# Brief
The records below must be transcribed exactly.

# Supplied records
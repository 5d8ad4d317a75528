//! Category display formatting

use crate::models::Category;

/// Format the categories of one account
pub fn format_category_list(categories: &[Category]) -> String {
    if categories.is_empty() {
        return "No categories found.\n".to_string();
    }

    let mut output = String::new();
    output.push_str(&format!("{:<8}  {}\n", "ID", "Name"));
    output.push_str(&format!("{:-<8}  {:-<20}\n", "", ""));

    for category in categories {
        output.push_str(&format!("{:<8}  {}\n", category.id.to_string(), category.name));
    }

    output
}
//! Category service
//!
//! Category CRUD plus name resolution, the get-or-create lookup used when
//! importing transactions that name their category.

use crate::audit::{AuditEntry, EntityType};
use crate::error::{CashbookError, CashbookResult};
use crate::models::{AccountId, Category, CategoryId};
use crate::storage::Storage;

/// Service for category management
pub struct CategoryService<'a> {
    storage: &'a Storage,
}

impl<'a> CategoryService<'a> {
    /// Create a new category service
    pub fn new(storage: &'a Storage) -> Self {
        Self { storage }
    }

    fn ensure_account(&self, account_id: AccountId) -> CashbookResult<()> {
        if self.storage.accounts.get(account_id)?.is_none() {
            return Err(CashbookError::account_not_found(account_id.to_string()));
        }
        Ok(())
    }

    /// Create a new category in an account
    pub fn create(&self, account_id: AccountId, name: &str) -> CashbookResult<Category> {
        self.ensure_account(account_id)?;

        let category = Category::new(account_id, name.trim());
        category
            .validate()
            .map_err(|e| CashbookError::Validation(e.to_string()))?;

        if self
            .storage
            .categories
            .find_by_name(account_id, &category.name)?
            .is_some()
        {
            return Err(CashbookError::Validation(format!(
                "Category '{}' already exists in this account",
                category.name
            )));
        }

        let category = self.storage.categories.insert(category)?;
        self.storage.categories.save()?;

        self.storage.log_create(
            EntityType::Category,
            category.id.to_string(),
            Some(category.name.clone()),
            &category,
        )?;

        Ok(category)
    }

    /// Get a category by ID
    pub fn get(&self, id: CategoryId) -> CashbookResult<Option<Category>> {
        self.storage.categories.get(id)
    }

    /// Find a category of an account by exact name or ID string
    pub fn find(&self, account_id: AccountId, identifier: &str) -> CashbookResult<Option<Category>> {
        if let Some(category) = self.storage.categories.find_by_name(account_id, identifier)? {
            return Ok(Some(category));
        }

        if let Ok(id) = identifier.parse::<CategoryId>() {
            return Ok(self
                .storage
                .categories
                .get(id)?
                .filter(|c| c.account_id == account_id));
        }

        Ok(None)
    }

    /// Like `find`, but a missing category is an error
    pub fn require(&self, account_id: AccountId, identifier: &str) -> CashbookResult<Category> {
        self.find(account_id, identifier)?
            .ok_or_else(|| CashbookError::category_not_found(identifier))
    }

    /// Categories of an account ordered by name
    pub fn list_for_account(&self, account_id: AccountId) -> CashbookResult<Vec<Category>> {
        self.storage.categories.get_by_account(account_id)
    }

    /// Delete a category. Its transactions become uncategorized.
    pub fn delete(&self, id: CategoryId) -> CashbookResult<Category> {
        let category = self
            .storage
            .categories
            .get(id)?
            .ok_or_else(|| CashbookError::category_not_found(id.to_string()))?;

        let cleared = self.storage.delete_category(id)?;
        self.storage.categories.save()?;
        if cleared > 0 {
            self.storage.transactions.save()?;
        }

        self.storage.log_entry(
            AuditEntry::delete(
                EntityType::Category,
                category.id.to_string(),
                Some(category.name.clone()),
                &category,
            )
            .with_note(format!("{} transactions uncategorized", cleared)),
        )?;

        Ok(category)
    }

    /// Return the ID of the account's category named exactly `name`,
    /// creating the category first if there is none.
    ///
    /// Calling this again with the same account and name returns the same
    /// ID without creating a duplicate, also when callers race on a shared
    /// `Storage`.
    pub fn resolve(&self, account_id: AccountId, name: &str) -> CashbookResult<CategoryId> {
        let (category, created) = self.resolve_unsaved(account_id, name)?;

        if created {
            self.storage.categories.save()?;
            self.storage.log_create(
                EntityType::Category,
                category.id.to_string(),
                Some(category.name.clone()),
                &category,
            )?;
        }

        Ok(category.id)
    }

    /// Resolve without persisting. The flag is `true` when the category
    /// was created; the caller is responsible for saving it.
    pub(crate) fn resolve_unsaved(
        &self,
        account_id: AccountId,
        name: &str,
    ) -> CashbookResult<(Category, bool)> {
        if name.is_empty() {
            return Err(CashbookError::Validation(
                "Category name cannot be empty".into(),
            ));
        }
        self.ensure_account(account_id)?;

        let (category, created) = self.storage.categories.get_or_create(account_id, name)?;
        if created {
            tracing::debug!(
                "Created category '{}' ({}) in account {}",
                category.name,
                category.id,
                account_id
            );
        }
        Ok((category, created))
    }
}
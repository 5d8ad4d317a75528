//! JSON persistence helpers
//!
//! Data files are whole-file JSON documents. Writes go to a sibling temp
//! file that is synced and renamed over the target, so a crash leaves
//! either the old or the new document on disk.

use std::fs::{self, File};
use std::io::{BufReader, BufWriter, ErrorKind, Write};
use std::path::{Path, PathBuf};

use serde::{de::DeserializeOwned, Serialize};

use crate::error::CashbookError;

/// Read a JSON document, or `T::default()` if the file does not exist yet
pub fn read_json<T, P>(path: P) -> Result<T, CashbookError>
where
    T: DeserializeOwned + Default,
    P: AsRef<Path>,
{
    let path = path.as_ref();

    let file = match File::open(path) {
        Ok(file) => file,
        Err(e) if e.kind() == ErrorKind::NotFound => return Ok(T::default()),
        Err(e) => return Err(CashbookError::file("open", path, e)),
    };

    serde_json::from_reader(BufReader::new(file)).map_err(|e| {
        CashbookError::Storage(format!("{} is not a valid data file: {}", path.display(), e))
    })
}

/// Sibling temp path; the rename is only atomic within one directory
fn temp_path_for(path: &Path) -> PathBuf {
    let mut name = path.file_name().unwrap_or_default().to_os_string();
    name.push(format!(".{}.tmp", std::process::id()));
    path.with_file_name(name)
}

/// Replace `path` with the JSON encoding of `data`
pub fn write_json_atomic<T, P>(path: P, data: &T) -> Result<(), CashbookError>
where
    T: Serialize,
    P: AsRef<Path>,
{
    let path = path.as_ref();

    if let Some(parent) = path.parent() {
        fs::create_dir_all(parent).map_err(|e| CashbookError::file("create", parent, e))?;
    }

    let temp_path = temp_path_for(path);
    let result = write_synced(&temp_path, data)
        .and_then(|_| fs::rename(&temp_path, path).map_err(|e| CashbookError::file("replace", path, e)));

    if result.is_err() {
        let _ = fs::remove_file(&temp_path);
    }
    result
}

fn write_synced<T: Serialize>(temp_path: &Path, data: &T) -> Result<(), CashbookError> {
    let file = File::create(temp_path).map_err(|e| CashbookError::file("create", temp_path, e))?;

    let mut writer = BufWriter::new(file);
    serde_json::to_writer_pretty(&mut writer, data)
        .map_err(|e| CashbookError::Json(format!("Failed to encode {}: {}", temp_path.display(), e)))?;
    writer
        .flush()
        .map_err(|e| CashbookError::file("write", temp_path, e))?;
    writer
        .get_ref()
        .sync_all()
        .map_err(|e| CashbookError::file("sync", temp_path, e))
}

# Written reply
repository 5d8ad4d317a75528
//! Category display formatting

use crate::models::Category;

/// Format the categories of one account
pub fn format_category_list(categories: &[Category]) -> String {
    if categories.is_empty() {
        return "No categories found.\n".to_string();
    }

    let mut output = String::new();
    output.push_str(&format!("{:<8}  {}\n", "ID", "Name"));
    output.push_str(&format!("{:-<8}  {:-<20}\n", "", ""));

    for category in categories {
        output.push_str(&format!("{:<8}  {}\n", category.id.to_string(), category.name));
    }

    output
}
//! Category service
//!
//! Category CRUD plus name resolution, the get-or-create lookup used when
//! importing transactions that name their category.

use crate::audit::{AuditEntry, EntityType};
use crate::error::{CashbookError, CashbookResult};
use crate::models::{AccountId, Category, CategoryId};
use crate::storage::Storage;

/// Service for category management
pub struct CategoryService<'a> {
    storage: &'a Storage,
}

impl<'a> CategoryService<'a> {
    /// Create a new category service
    pub fn new(storage: &'a Storage) -> Self {
        Self { storage }
    }

    fn ensure_account(&self, account_id: AccountId) -> CashbookResult<()> {
        if self.storage.accounts.get(account_id)?.is_none() {
            return Err(CashbookError::account_not_found(account_id.to_string()));
        }
        Ok(())
    }

    /// Create a new category in an account
    pub fn create(&self, account_id: AccountId, name: &str) -> CashbookResult<Category> {
        self.ensure_account(account_id)?;

        let category = Category::new(account_id, name.trim());
        category
            .validate()
            .map_err(|e| CashbookError::Validation(e.to_string()))?;

        if self
            .storage
            .categories
            .find_by_name(account_id, &category.name)?
            .is_some()
        {
            return Err(CashbookError::Validation(format!(
                "Category '{}' already exists in this account",
                category.name
            )));
        }

        let category = self.storage.categories.insert(category)?;
        self.storage.categories.save()?;

        self.storage.log_create(
            EntityType::Category,
            category.id.to_string(),
            Some(category.name.clone()),
            &category,
        )?;

        Ok(category)
    }

    /// Get a category by ID
    pub fn get(&self, id: CategoryId) -> CashbookResult<Option<Category>> {
        self.storage.categories.get(id)
    }

    /// Find a category of an account by exact name or ID string
    pub fn find(&self, account_id: AccountId, identifier: &str) -> CashbookResult<Option<Category>> {
        if let Some(category) = self.storage.categories.find_by_name(account_id, identifier)? {
            return Ok(Some(category));
        }

        if let Ok(id) = identifier.parse::<CategoryId>() {
            return Ok(self
                .storage
                .categories
                .get(id)?
                .filter(|c| c.account_id == account_id));
        }

        Ok(None)
    }

    /// Like `find`, but a missing category is an error
    pub fn require(&self, account_id: AccountId, identifier: &str) -> CashbookResult<Category> {
        self.find(account_id, identifier)?
            .ok_or_else(|| CashbookError::category_not_found(identifier))
    }

    /// Categories of an account ordered by name
    pub fn list_for_account(&self, account_id: AccountId) -> CashbookResult<Vec<Category>> {
        self.storage.categories.get_by_account(account_id)
    }

    /// Delete a category. Its transactions become uncategorized.
    pub fn delete(&self, id: CategoryId) -> CashbookResult<Category> {
        let category = self
            .storage
            .categories
            .get(id)?
            .ok_or_else(|| CashbookError::category_not_found(id.to_string()))?;

        let cleared = self.storage.delete_category(id)?;
        self.storage.categories.save()?;
        if cleared > 0 {
            self.storage.transactions.save()?;
        }

        self.storage.log_entry(
            AuditEntry::delete(
                EntityType::Category,
                category.id.to_string(),
                Some(category.name.clone()),
                &category,
            )
            .with_note(format!("{} transactions uncategorized", cleared)),
        )?;

        Ok(category)
    }

    /// Return the ID of the account's category named exactly `name`,
    /// creating the category first if there is none.
    ///
    /// Calling this again with the same account and name returns the same
    /// ID without creating a duplicate, also when callers race on a shared
    /// `Storage`.
    pub fn resolve(&self, account_id: AccountId, name: &str) -> CashbookResult<CategoryId> {
        let (category, created) = self.resolve_unsaved(account_id, name)?;

        if created {
            self.storage.categories.save()?;
            self.storage.log_create(
                EntityType::Category,
                category.id.to_string(),
                Some(category.name.clone()),
                &category,
            )?;
        }

        Ok(category.id)
    }

    /// Resolve without persisting. The flag is `true` when the category
    /// was created; the caller is responsible for saving it.
    pub(crate) fn resolve_unsaved(
        &self,
        account_id: AccountId,
        name: &str,
    ) -> CashbookResult<(Category, bool)> {
        if name.is_empty() {
            return Err(CashbookError::Validation(
                "Category name cannot be empty".into(),
            ));
        }
        self.ensure_account(account_id)?;

        let (category, created) = self.storage.categories.get_or_create(account_id, name)?;
        if created {
            tracing::debug!(
                "Created category '{}' ({}) in account {}",
                category.name,
                category.id,
                account_id
            );
        }
        Ok((category, created))
    }
}
repository 5d8ad4d317a75528
//! JSON persistence helpers
//!
//! Data files are whole-file JSON documents. Writes go to a sibling temp
//! file that is synced and renamed over the target, so a crash leaves
//! either the old or the new document on disk.

use std::fs::{self, File};
use std::io::{BufReader, BufWriter, ErrorKind, Write};
use std::path::{Path, PathBuf};

use serde::{de::DeserializeOwned, Serialize};

use crate::error::CashbookError;

/// Read a JSON document, or `T::default()` if the file does not exist yet
pub fn read_json<T, P>(path: P) -> Result<T, CashbookError>
where
    T: DeserializeOwned + Default,
    P: AsRef<Path>,
{
    let path = path.as_ref();

    let file = match File::open(path) {
        Ok(file) => file,
        Err(e) if e.kind() == ErrorKind::NotFound => return Ok(T::default()),
        Err(e) => return Err(CashbookError::file("open", path, e)),
    };

    serde_json::from_reader(BufReader::new(file)).map_err(|e| {
        CashbookError::Storage(format!("{} is not a valid data file: {}", path.display(), e))
    })
}

/// Sibling temp path; the rename is only atomic within one directory
fn temp_path_for(path: &Path) -> PathBuf {
    let mut name = path.file_name().unwrap_or_default().to_os_string();
    name.push(format!(".{}.tmp", std::process::id()));
    path.with_file_name(name)
}

/// Replace `path` with the JSON encoding of `data`
pub fn write_json_atomic<T, P>(path: P, data: &T) -> Result<(), CashbookError>
where
    T: Serialize,
    P: AsRef<Path>,
{
    let path = path.as_ref();

    if let Some(parent) = path.parent() {
        fs::create_dir_all(parent).map_err(|e| CashbookError::file("create", parent, e))?;
    }

    let temp_path = temp_path_for(path);
    let result = write_synced(&temp_path, data)
        .and_then(|_| fs::rename(&temp_path, path).map_err(|e| CashbookError::file("replace", path, e)));

    if result.is_err() {
        let _ = fs::remove_file(&temp_path);
    }
    result
}

fn write_synced<T: Serialize>(temp_path: &Path, data: &T) -> Result<(), CashbookError> {
    let file = File::create(temp_path).map_err(|e| CashbookError::file("create", temp_path, e))?;

    let mut writer = BufWriter::new(file);
    serde_json::to_writer_pretty(&mut writer, data)
        .map_err(|e| CashbookError::Json(format!("Failed to encode {}: {}", temp_path.display(), e)))?;
    writer
        .flush()
        .map_err(|e| CashbookError::file("write", temp_path, e))?;
    writer
        .get_ref()
        .sync_all()
        .map_err(|e| CashbookError::file("sync", temp_path, e))
}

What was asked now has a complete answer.